He published also some great folio missals, more imposing than elegant. He had numerous sets of large initials, one specially designed for music books being really graceful, and a long array of variations on the device of the hand and compass which he adopted as his mark. The title-pages of his larger books are surrounded with heavy architectural borders, some of which were engraved on copper. At his death, in 1589, he had attained labore et constantia, as his motto phrased it, to a foremost position among the printers of his day, but his florid illustrated books have very little real beauty, and mark the beginning of a century and a half of bad taste from which only the microscopic editions of the Elzevirs are wholly free.
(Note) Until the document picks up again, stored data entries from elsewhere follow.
//! # freshdesk-export
//!
//! Export Freshdesk ticket conversations to a CSV download.
//!
//! A single form submission names a helpdesk, credentials, and a ticket range.
//! The service walks the selected tickets one by one, fetches each ticket's
//! conversations, flattens them to `(ticket, comment)` rows and answers with a
//! timestamped CSV attachment.
//!
//! ## Pipeline
//!
//! - [`selector`] - ticket IDs, sequential or randomly sampled
//! - [`client`] - one authenticated GET per ticket
//! - [`flatten`] - plain-text comment bodies
//! - [`table`] - rows under the fixed `Ticket ID,Comments` header
//! - [`export`] - CSV serialization and the download response
//! - [`pipeline`] - drives the steps above for one request
//!
//! ## Quick Start
//!
//! ```no_run
//! use freshdesk_export::{Config, ExportPipeline, HelpdeskClient};
//! use freshdesk_export::types::{Credentials, ExportRequest, Selection, TicketId};
//! use freshdesk_export::config::FailedTicketPolicy;
//! use rand::SeedableRng;
//!
//! #[tokio::main]
//! async fn main() -> Result<(), Box<dyn std::error::Error>> {
//!     let config = Config::default();
//!     let client = HelpdeskClient::new(config.helpdesk.clone())?;
//!     let pipeline = ExportPipeline::new(&client, FailedTicketPolicy::Skip);
//!
//!     let request = ExportRequest {
//!         domain: "acme".to_string(),
//!         credentials: Credentials::ApiKey("your-api-key".to_string()),
//!         selection: Selection::Sequential { min: TicketId(100), max: TicketId(120) },
//!     };
//!
//!     let outcome = pipeline
//!         .run(&request, &mut rand::rngs::StdRng::from_entropy())
//!         .await?;
//!     let csv = freshdesk_export::export::to_csv_bytes(&outcome.table)?;
//!     std::fs::write("comments.csv", csv)?;
//!     Ok(())
//! }
//! ```

#![warn(missing_docs)]
#![warn(clippy::all)]
#![warn(clippy::unwrap_used)]
#![warn(clippy::expect_used)]

/// HTTP server
pub mod api;
/// Helpdesk API client
pub mod client;
/// Configuration types
pub mod config;
/// Error types
pub mod error;
/// CSV export emission
pub mod export;
/// Comment flattening
pub mod flatten;
/// Export pipeline driver
pub mod pipeline;
/// Ticket ID selection
pub mod selector;
/// Export table accumulation
pub mod table;
/// Core types
pub mod types;

// Re-export commonly used types
pub use client::{ConversationSource, HelpdeskClient};
pub use config::Config;
pub use error::{ApiError, Error, ErrorDetail, FetchError, Result, ToHttpStatus};
pub use pipeline::{ExportOutcome, ExportPipeline};
pub use table::ExportTable;
pub use types::{CommentRecord, Conversation, Credentials, ExportRequest, Selection, TicketId};

/// Resolve when the process is asked to stop.
///
/// - **Unix:** SIGTERM or SIGINT, with fallbacks if signal registration fails.
/// - **Windows/other:** Ctrl+C via `tokio::signal::ctrl_c()`.
#[cfg(unix)]
pub async fn wait_for_signal() {
    use tokio::signal::unix::{SignalKind, signal};

    // Registration can fail in restricted environments (containers, tests)
    let sigterm_result = signal(SignalKind::terminate());
    let sigint_result = signal(SignalKind::interrupt());

    match (sigterm_result, sigint_result) {
        (Ok(mut sigterm), Ok(mut sigint)) => {
            tokio::select! {
                _ = sigterm.recv() => {
                    tracing::info!("Received SIGTERM signal");
                }
                _ = sigint.recv() => {
                    tracing::info!("Received SIGINT signal (Ctrl+C)");
                }
            }
        }
        (Err(e), _) | (_, Err(e)) => {
            tracing::warn!(error = %e, "Could not register signal handlers, using ctrl_c fallback");
            tokio::signal::ctrl_c().await.ok();
        }
    }
}

/// Resolve when the process is asked to stop (Ctrl+C).
#[cfg(not(unix))]
pub async fn wait_for_signal() {
    match tokio::signal::ctrl_c().await {
        Ok(()) => {
            tracing::info!("Received Ctrl+C signal");
        }
        Err(e) => {
            tracing::error!(error = %e, "Failed to listen for Ctrl+C signal");
        }
    }
}
//! freshdesk-export server binary

use clap::Parser;
use freshdesk_export::Config;
use std::net::SocketAddr;
use std::path::PathBuf;
use std::sync::Arc;

/// Serve the Freshdesk comment export form endpoint
#[derive(Parser, Debug)]
#[command(name = "freshdesk-export", version, about)]
struct Args {
    /// JSON configuration file (defaults are used for missing fields)
    #[arg(short, long, env = "FRESHDESK_EXPORT_CONFIG")]
    config: Option<PathBuf>,

    /// Address to listen on, overriding the configuration
    #[arg(short, long)]
    bind: Option<SocketAddr>,
}

#[tokio::main]
async fn main() -> Result<(), Box<dyn std::error::Error>> {
    tracing_subscriber::fmt()
        .with_env_filter(
            tracing_subscriber::EnvFilter::try_from_default_env()
                .unwrap_or_else(|_| tracing_subscriber::EnvFilter::new("info")),
        )
        .init();

    let args = Args::parse();

    let mut config = match &args.config {
        Some(path) => {
            tracing::info!(path = %path.display(), "loading configuration");
            Config::from_json_file(path)?
        }
        None => Config::default(),
    };
    if let Some(bind) = args.bind {
        config.server.api.bind_address = bind;
    }

    tracing::info!(version = env!("CARGO_PKG_VERSION"), "freshdesk-export starting");

    freshdesk_export::api::start_api_server(Arc::new(config)).await?;
    Ok(())
}
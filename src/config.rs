//! Configuration types for freshdesk-export

use crate::error::{Error, Result};
use chrono::FixedOffset;
use serde::{Deserialize, Serialize};
use std::{net::SocketAddr, path::Path, time::Duration};

/// Main configuration
///
/// Every field has a default, so an empty JSON object is a valid configuration.
#[derive(Clone, Debug, Default, Serialize, Deserialize)]
pub struct Config {
    /// Helpdesk API client settings
    #[serde(default)]
    pub helpdesk: HelpdeskConfig,

    /// Export file settings
    #[serde(default)]
    pub export: ExportConfig,

    /// API and external server integration
    #[serde(default)]
    pub server: ServerIntegrationConfig,
}

impl Config {
    /// Load a configuration from a JSON file, defaulting missing fields
    pub fn from_json_file(path: impl AsRef<Path>) -> Result<Self> {
        let path = path.as_ref();
        let raw = std::fs::read_to_string(path).map_err(|e| Error::Config {
            message: format!("failed to read {}: {}", path.display(), e),
            key: None,
        })?;
        let config: Config = serde_json::from_str(&raw).map_err(|e| Error::Config {
            message: format!("failed to parse {}: {}", path.display(), e),
            key: None,
        })?;
        config.validate()?;
        Ok(config)
    }

    /// Check values serde can't reject on its own
    pub fn validate(&self) -> Result<()> {
        self.export.utc_offset()?;

        let prefix = &self.export.filename_prefix;
        if prefix.trim().is_empty() {
            return Err(Error::config("export.filename_prefix", "must not be empty"));
        }
        if prefix
            .chars()
            .any(|c| c.is_control() || matches!(c, '"' | '/' | '\\'))
        {
            return Err(Error::config(
                "export.filename_prefix",
                "must not contain quotes, slashes or control characters",
            ));
        }

        if self.export.max_tickets == 0 {
            return Err(Error::config("export.max_tickets", "must be at least 1"));
        }

        let sample = self.helpdesk.api_base("example");
        url::Url::parse(&sample).map_err(|e| {
            Error::config(
                "helpdesk.api_base_template",
                format!("{sample:?} is not a valid URL: {e}"),
            )
        })?;

        Ok(())
    }
}

/// Helpdesk API client configuration
#[derive(Clone, Debug, Serialize, Deserialize)]
pub struct HelpdeskConfig {
    /// API base URL; `{domain}` is replaced by the submitted subdomain
    /// (default: "https://{domain}.freshdesk.com/api/v2")
    #[serde(default = "default_api_base_template")]
    pub api_base_template: String,

    /// Maximum redirects followed per request (default: 10)
    #[serde(default = "default_max_redirects")]
    pub max_redirects: usize,

    /// Per-request timeout in seconds (default: none, wait indefinitely)
    #[serde(default)]
    pub request_timeout_secs: Option<u64>,

    /// User-Agent sent to the helpdesk
    #[serde(default = "default_user_agent")]
    pub user_agent: String,
}

impl Default for HelpdeskConfig {
    fn default() -> Self {
        Self {
            api_base_template: default_api_base_template(),
            max_redirects: default_max_redirects(),
            request_timeout_secs: None,
            user_agent: default_user_agent(),
        }
    }
}

impl HelpdeskConfig {
    /// API base URL for a helpdesk subdomain, without trailing slash
    pub fn api_base(&self, domain: &str) -> String {
        self.api_base_template
            .replace("{domain}", domain)
            .trim_end_matches('/')
            .to_string()
    }

    /// Request timeout, if one is configured
    pub fn request_timeout(&self) -> Option<Duration> {
        self.request_timeout_secs.map(Duration::from_secs)
    }
}

/// What to write for a ticket whose conversations could not be fetched
#[derive(Clone, Copy, Debug, Default, PartialEq, Eq, Serialize, Deserialize)]
#[serde(rename_all = "snake_case")]
pub enum FailedTicketPolicy {
    /// Leave the ticket out of the export
    #[default]
    Skip,
    /// Write one row whose comment describes the failure
    ErrorRow,
}

/// Export file configuration
#[derive(Clone, Debug, Serialize, Deserialize)]
pub struct ExportConfig {
    /// Leading part of the download filename (default: "FreshdeskComments")
    #[serde(default = "default_filename_prefix")]
    pub filename_prefix: String,

    /// UTC offset used for the filename timestamp, in seconds (default: 28800, UTC+08:00)
    #[serde(default = "default_utc_offset_seconds")]
    pub utc_offset_seconds: i32,

    /// Handling of tickets whose fetch failed (default: skip)
    #[serde(default)]
    pub failed_ticket_policy: FailedTicketPolicy,

    /// Most tickets a single export may select (default: 10000)
    #[serde(default = "default_max_tickets")]
    pub max_tickets: u64,
}

impl Default for ExportConfig {
    fn default() -> Self {
        Self {
            filename_prefix: default_filename_prefix(),
            utc_offset_seconds: default_utc_offset_seconds(),
            failed_ticket_policy: FailedTicketPolicy::default(),
            max_tickets: default_max_tickets(),
        }
    }
}

impl ExportConfig {
    /// Filename timestamp offset
    pub fn utc_offset(&self) -> Result<FixedOffset> {
        FixedOffset::east_opt(self.utc_offset_seconds).ok_or_else(|| {
            Error::config(
                "export.utc_offset_seconds",
                format!("{} is outside ±86399", self.utc_offset_seconds),
            )
        })
    }
}

/// Server integration configuration
#[derive(Clone, Debug, Default, Serialize, Deserialize)]
pub struct ServerIntegrationConfig {
    /// REST API settings
    #[serde(default)]
    pub api: ApiConfig,
}

/// REST API configuration
#[derive(Clone, Debug, Serialize, Deserialize)]
pub struct ApiConfig {
    /// Address to bind to (default: 127.0.0.1:8080)
    #[serde(default = "default_bind_address")]
    pub bind_address: SocketAddr,

    /// Enable CORS for browser access (default: true)
    #[serde(default = "default_true")]
    pub cors_enabled: bool,

    /// Allowed CORS origins (default: ["*"])
    #[serde(default = "default_cors_origins")]
    pub cors_origins: Vec<String>,

    /// Enable Swagger UI at /swagger-ui (default: true)
    #[serde(default = "default_true")]
    pub swagger_ui: bool,
}

impl Default for ApiConfig {
    fn default() -> Self {
        Self {
            bind_address: default_bind_address(),
            cors_enabled: true,
            cors_origins: default_cors_origins(),
            swagger_ui: true,
        }
    }
}

// Default value functions
fn default_api_base_template() -> String {
    "https://{domain}.freshdesk.com/api/v2".into()
}

fn default_max_redirects() -> usize {
    10
}

fn default_user_agent() -> String {
    concat!(env!("CARGO_PKG_NAME"), "/", env!("CARGO_PKG_VERSION")).into()
}

fn default_filename_prefix() -> String {
    "FreshdeskComments".into()
}

fn default_utc_offset_seconds() -> i32 {
    8 * 3600 // Asia/Kuala_Lumpur, no DST
}

fn default_max_tickets() -> u64 {
    10_000
}

fn default_true() -> bool {
    true
}

fn default_bind_address() -> SocketAddr {
    SocketAddr::from(([127, 0, 0, 1], 8080))
}

fn default_cors_origins() -> Vec<String> {
    vec!["*".into()]
}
[18] The only other Abbeville illustrated book is the 1487 Triomphe des Neuf Preux, with conventional portraits of most of the heroes (their legs wide apart), and a bullet-headed Du Guesclin, based on authentic tradition. In a 1508 reprint by Michel le Noir at Paris, while some of the old cuts were retained this Du Guesclin was replaced by a much more showy figure.


CHAPTER VIII

THE FRENCH BOOKS OF HOURS

In the course of the fourteenth century the Hours of the Blessed Virgin superseded the Psalter as the popular book of devotions for lay use. Throughout the fifteenth century magnificently illuminated manuscript copies were produced in France in great numbers, and it is thus not surprising that it was in illustrated editions of this book that French printers and publishers achieved their most noteworthy success.

Each of the Hours, we are told, had its mystical reference to some event in the lives of the Blessed Virgin and our Lord. Lauds referred to the visit of Mary to Elizabeth, Prime to the Nativity, Terce to the Angels' Message to the Shepherds, Sext to the Adoration by the Magi, Nones to the Circumcision, Vespers to the Flight into Egypt, Compline to the Assumption of the Virgin. The subsidiary Hours of the Passion naturally suggested the Crucifixion or, less frequently, the Invention or finding of the Cross by the Emperor Constantine, and those of the Holy Spirit the Day of Pentecost. We have here the subjects for nine pictures, which were almost invariably heralded by one of the Annunciation, and might easily be increased by a

representation of the Adoration by the Shepherds, of the Murder of the Innocents, and the Death of the Virgin. Moreover, the contents of Books of Hours were gradually enlarged till they deserved the title, which has been given them, of the Lay-Folk's Prayer-Book. A typical Book of Hours would contain—

(i.) A Kalendar (one picture).

(ii.) Passages from the Gospels on the Passion of Christ. (One to three pictures.)

(iii.) Private Prayers.

(iv.) The Hours themselves—Horae intemeratae beatae Mariae Virginis—with the subsidiary Hours of the Passion and of the Holy Ghost. (Nine to thirteen pictures.)

(v.) The Seven Penitential Psalms. (One or two pictures.)

(vi.) The Litany of the Saints.

(vii.) The Vigils of the Dead. (One to four pictures.)

(viii.) Seven Psalms on Christ's Passion.